**Exercise aim**
Search the records for the word "prelude" and report each line that has it.

**Records shown**
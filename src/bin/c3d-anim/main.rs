//! c3d-anim CLI - inspect recordings, import them into a scene, export back.

use std::env;
use std::path::{Path, PathBuf};
use std::process;

use c3d_anim::core::{Diagnostics, RecordingSource};
use c3d_anim::dict::ParameterDictionary;
use c3d_anim::partition::Partitioner;
use c3d_anim::pipeline::{export_scene, import_batch, BatchReport};
use c3d_anim::prelude::{ExportOptions, ExportScope, ImportOptions, JsonRecordingWriter, MemoryRecording, Scene};
use tracing::{debug, error, info, warn};
use tracing_subscriber::prelude::*;
use tracing_subscriber::{fmt, EnvFilter};

const BUILD_STAMP: &str = env!("C3D_ANIM_BUILD_STAMP");

fn env_filter(verbosity: u8) -> EnvFilter {
    let level = match verbosity {
        0 => "error",
        1 => "info",
        2 => "debug",
        _ => "trace",
    };
    EnvFilter::try_from_default_env().unwrap_or_else(|_| EnvFilter::new(level))
}

/// Install the global subscriber. `RUST_LOG` overrides the verbosity flags;
/// `C3D_ANIM_TRACE=1` adds a chrome trace layer writing `trace.json`.
#[cfg(feature = "chrome-trace")]
fn init_logging(verbosity: u8) -> Option<tracing_chrome::FlushGuard> {
    let fmt_layer = fmt::layer().with_target(false).with_writer(std::io::stderr);
    let registry = tracing_subscriber::registry().with(env_filter(verbosity)).with(fmt_layer);
    if env::var("C3D_ANIM_TRACE").ok().as_deref() != Some("1") {
        let _ = registry.try_init();
        return None;
    }
    let (chrome_layer, guard) = tracing_chrome::ChromeLayerBuilder::new()
        .file("trace.json")
        .build();
    registry.with(chrome_layer).try_init().is_ok().then_some(guard)
}

/// Install the global subscriber. `RUST_LOG` overrides the verbosity flags.
#[cfg(not(feature = "chrome-trace"))]
fn init_logging(verbosity: u8) {
    let fmt_layer = fmt::layer().with_target(false).with_writer(std::io::stderr);
    let _ = tracing_subscriber::registry()
        .with(env_filter(verbosity))
        .with(fmt_layer)
        .try_init();
}

/// Parsed command line.
struct Args {
    positional: Vec<String>,
    output: Option<PathBuf>,
    options: Option<PathBuf>,
    scene: Option<PathBuf>,
    selected: Vec<String>,
    start: Option<i64>,
    end: Option<i64>,
}

/// Value of a frame flag such as `--start`.
fn frame_value(flag: &str, value: Option<&String>) -> Result<i64, String> {
    let value = value.ok_or_else(|| format!("{} requires a frame number", flag))?;
    value
        .parse()
        .map_err(|_| format!("{} expects a frame number, got '{}'", flag, value))
}

fn parse_args(raw: &[String]) -> Result<(u8, Args), String> {
    let mut verbosity = 1u8;
    let mut args = Args {
        positional: Vec::new(),
        output: None,
        options: None,
        scene: None,
        selected: Vec::new(),
        start: None,
        end: None,
    };
    let mut it = raw.iter();
    while let Some(arg) = it.next() {
        match arg.as_str() {
            "-v" | "--verbose" => verbosity = 2,
            "-vv" | "--trace" => verbosity = 3,
            "-q" | "--quiet" => verbosity = 0,
            "-o" | "--output" => args.output = it.next().map(PathBuf::from),
            "--options" => args.options = it.next().map(PathBuf::from),
            "--scene" => args.scene = it.next().map(PathBuf::from),
            "--start" => args.start = Some(frame_value(arg, it.next())?),
            "--end" => args.end = Some(frame_value(arg, it.next())?),
            "--select" => {
                if let Some(name) = it.next() {
                    args.selected.push(name.clone());
                }
            }
            _ => args.positional.push(arg.clone()),
        }
    }
    Ok((verbosity, args))
}

fn main() {
    let raw: Vec<String> = env::args().skip(1).collect();
    let (verbosity, args) = match parse_args(&raw) {
        Ok(parsed) => parsed,
        Err(msg) => {
            eprintln!("Error: {}", msg);
            process::exit(1);
        }
    };
    let guard = init_logging(verbosity);

    let Some(command) = args.positional.first().cloned() else {
        print_help();
        return;
    };
    let rest = &args.positional[1..];

    let code = match command.as_str() {
        "info" | "i" => match rest.first() {
            Some(path) => cmd_info(Path::new(path)),
            None => usage("c3d-anim info <recording.json>"),
        },
        "import" | "im" => {
            if rest.is_empty() {
                usage("c3d-anim import <recording.json>... [-o scene.json] [--scene base.json] [--options import.json]")
            } else {
                cmd_import(rest, &args)
            }
        }
        "export" | "ex" => match (rest.first(), output_path(&args, rest)) {
            (Some(scene), Some(out)) => cmd_export(Path::new(scene), &out, &args),
            _ => usage(
                "c3d-anim export <scene.json> <out.json> [--select <action>]... [--start N] [--end N] [--options export.json]",
            ),
        },
        "roundtrip" | "rt" => match (rest.first(), output_path(&args, rest)) {
            (Some(input), Some(out)) => cmd_roundtrip(Path::new(input), &out),
            _ => usage("c3d-anim roundtrip <recording.json> <out.json>"),
        },
        "version" | "-V" | "--version" => {
            println!("c3d-anim {} ({})", env!("CARGO_PKG_VERSION"), BUILD_STAMP);
            0
        }
        "help" | "h" | "-h" | "--help" => {
            print_help();
            0
        }
        other => {
            eprintln!("Unknown command: {}", other);
            eprintln!();
            print_help();
            1
        }
    };
    // exit() skips destructors; flush the trace first.
    drop(guard);
    process::exit(code);
}

/// Second positional argument, or `-o`.
fn output_path(args: &Args, rest: &[String]) -> Option<PathBuf> {
    rest.get(1).map(PathBuf::from).or_else(|| args.output.clone())
}

fn usage(text: &str) -> i32 {
    eprintln!("Error: missing arguments");
    eprintln!("Usage: {}", text);
    1
}

fn print_help() {
    println!("c3d-anim - motion-capture recording to animation channels");
    println!();
    println!("USAGE:");
    println!("    c3d-anim [OPTIONS] <COMMAND> [ARGS]");
    println!();
    println!("COMMANDS:");
    println!("    i, info      <rec>              Show recording header, units, axes and entities");
    println!("    im, import   <rec>...           Import recordings into a scene (JSON)");
    println!("    ex, export   <scene> <out>      Export scene actions to a recording");
    println!("    rt, roundtrip <rec> <out>       Import with defaults and export again");
    println!("    version                         Show version and build stamp");
    println!("    h, help                         Show this help");
    println!();
    println!("OPTIONS:");
    println!("    -o, --output <file>    Output file (import default: scene.json)");
    println!("    --scene <file>         Existing scene to import into");
    println!("    --options <file>       Import/export options as JSON");
    println!("    --select <action>      Export only the named action (repeatable)");
    println!("    --start <frame>        First exported frame (default: scene start)");
    println!("    --end <frame>          Last exported frame (default: scene end)");
    println!("    -v, --verbose          Show debug output");
    println!("    -vv, --trace           Show trace output (very verbose)");
    println!("    -q, --quiet            Errors only");
    println!();
    println!("ENVIRONMENT:");
    println!("    RUST_LOG               Overrides the verbosity flags");
    println!("    C3D_ANIM_TRACE=1       Write trace.json (chrome-trace feature)");
}

fn load_recording(path: &Path) -> c3d_anim::Result<MemoryRecording> {
    debug!("Loading {}", path.display());
    MemoryRecording::load(path)
}

fn cmd_info(path: &Path) -> i32 {
    let rec = match load_recording(path) {
        Ok(r) => r,
        Err(e) => {
            error!("{}: {}", path.display(), e);
            return 1;
        }
    };
    let info = rec.info();
    let dict = ParameterDictionary::new(rec.parameters(), info);

    println!("Recording: {}", path.display());
    println!("  Frames:     {}..={} ({} frames)", info.first_frame, info.last_frame, info.frame_count());
    println!("  Rate:       {} fps", info.frame_rate);
    println!("  Points:     {}", info.point_count);
    println!("  Software:   {}", dict.software().unwrap_or("unknown"));
    match dict.section_unit("POINT") {
        Ok(unit) => println!("  Unit:       {}", unit),
        Err(e) => println!("  Unit:       unknown ({})", e),
    }
    match dict.screen_axes("POINT") {
        Some((x, y)) => println!("  Screen:     X_SCREEN={} Y_SCREEN={}", x.screen_str(), y.screen_str()),
        None => println!("  Screen:     not parsed"),
    }

    let labels = ParameterDictionary::make_labels_unique(&dict.point_labels());
    let entities = Partitioner::default().partition(&labels);
    println!("  Entities:   {}", entities.len());
    for (key, mask) in &entities {
        println!("    {:<20} {} labels", key.name(), mask.count());
    }
    let events = dict.events();
    let bad = events.iter().filter(|e| e.is_err()).count();
    println!("  Events:     {} ({} malformed)", events.len(), bad);
    0
}

fn import_options(args: &Args) -> c3d_anim::Result<ImportOptions> {
    match &args.options {
        Some(p) => ImportOptions::from_json_file(p),
        None => Ok(ImportOptions::default()),
    }
}

fn export_options(args: &Args) -> c3d_anim::Result<ExportOptions> {
    match &args.options {
        Some(p) => ExportOptions::from_json_file(p),
        None => Ok(ExportOptions::default()),
    }
}

fn print_batch(report: &BatchReport) {
    for r in &report.imported {
        info!(
            "{}: {} entities, {} keyframes, {} markers",
            r.name,
            r.entities.len(),
            r.total_keyframes(),
            r.markers
        );
    }
    for (name, w) in report.warnings() {
        warn!("{}: {}", name, w);
    }
    for f in &report.failed {
        error!("{}: {}", f.path.display(), f.error);
    }
}

fn cmd_import(files: &[String], args: &Args) -> i32 {
    let options = match import_options(args) {
        Ok(o) => o,
        Err(e) => {
            error!("options: {}", e);
            return 1;
        }
    };
    let mut scene = match &args.scene {
        Some(p) => match Scene::load(p) {
            Ok(s) => s,
            Err(e) => {
                error!("{}: {}", p.display(), e);
                return 1;
            }
        },
        None => Scene::new(),
    };

    let report = import_batch(files, load_recording, &options, &mut scene);
    for r in &report.imported {
        r.apply_to(&mut scene);
    }
    print_batch(&report);

    let out = args.output.clone().unwrap_or_else(|| PathBuf::from("scene.json"));
    if let Err(e) = scene.save(&out) {
        error!("{}: {}", out.display(), e);
        return 1;
    }
    info!("Saved scene to {}", out.display());
    if report.is_complete() {
        0
    } else {
        1
    }
}

fn cmd_export(scene_path: &Path, out: &Path, args: &Args) -> i32 {
    let mut options = match export_options(args) {
        Ok(o) => o,
        Err(e) => {
            error!("options: {}", e);
            return 1;
        }
    };
    let mut scene = match Scene::load(scene_path) {
        Ok(s) => s,
        Err(e) => {
            error!("{}: {}", scene_path.display(), e);
            return 1;
        }
    };
    if !args.selected.is_empty() {
        let names: Vec<&str> = args.selected.iter().map(String::as_str).collect();
        let hits = scene.select(&names);
        debug!("Selected {} of {} actions", hits, scene.actions.len());
        options.scope = ExportScope::Selected;
    }
    if args.start.is_some() {
        options.frame_start = args.start;
    }
    if args.end.is_some() {
        options.frame_end = args.end;
    }
    export_to(&scene, &options, out)
}

fn export_to(scene: &Scene, options: &ExportOptions, out: &Path) -> i32 {
    let mut writer = JsonRecordingWriter::new(out);
    let mut diag = Diagnostics::new();
    match export_scene(scene, options, &mut writer, &mut diag) {
        Ok(Some(summary)) => {
            println!(
                "Wrote {} labels, frames {}..={} to {}",
                summary.labels,
                summary.first_frame,
                summary.last_frame,
                out.display()
            );
            0
        }
        Ok(None) => {
            eprintln!("Nothing to export");
            1
        }
        Err(e) => {
            error!("{}: {}", out.display(), e);
            1
        }
    }
}

fn cmd_roundtrip(input: &Path, out: &Path) -> i32 {
    let mut scene = Scene::new();
    let report = import_batch(&[input], load_recording, &ImportOptions::default(), &mut scene);
    print_batch(&report);
    let Some(imported) = report.imported.first() else {
        return 1;
    };
    imported.apply_to(&mut scene);
    scene.settings.frame_start = imported.info.first_frame;
    export_to(&scene, &ExportOptions::default(), out)
}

**Result**
use c3d_anim::prelude::{ExportOptions, ExportScope, ImportOptions, JsonRecordingWriter, MemoryRecording, Scene};
use tracing_subscriber::prelude::*;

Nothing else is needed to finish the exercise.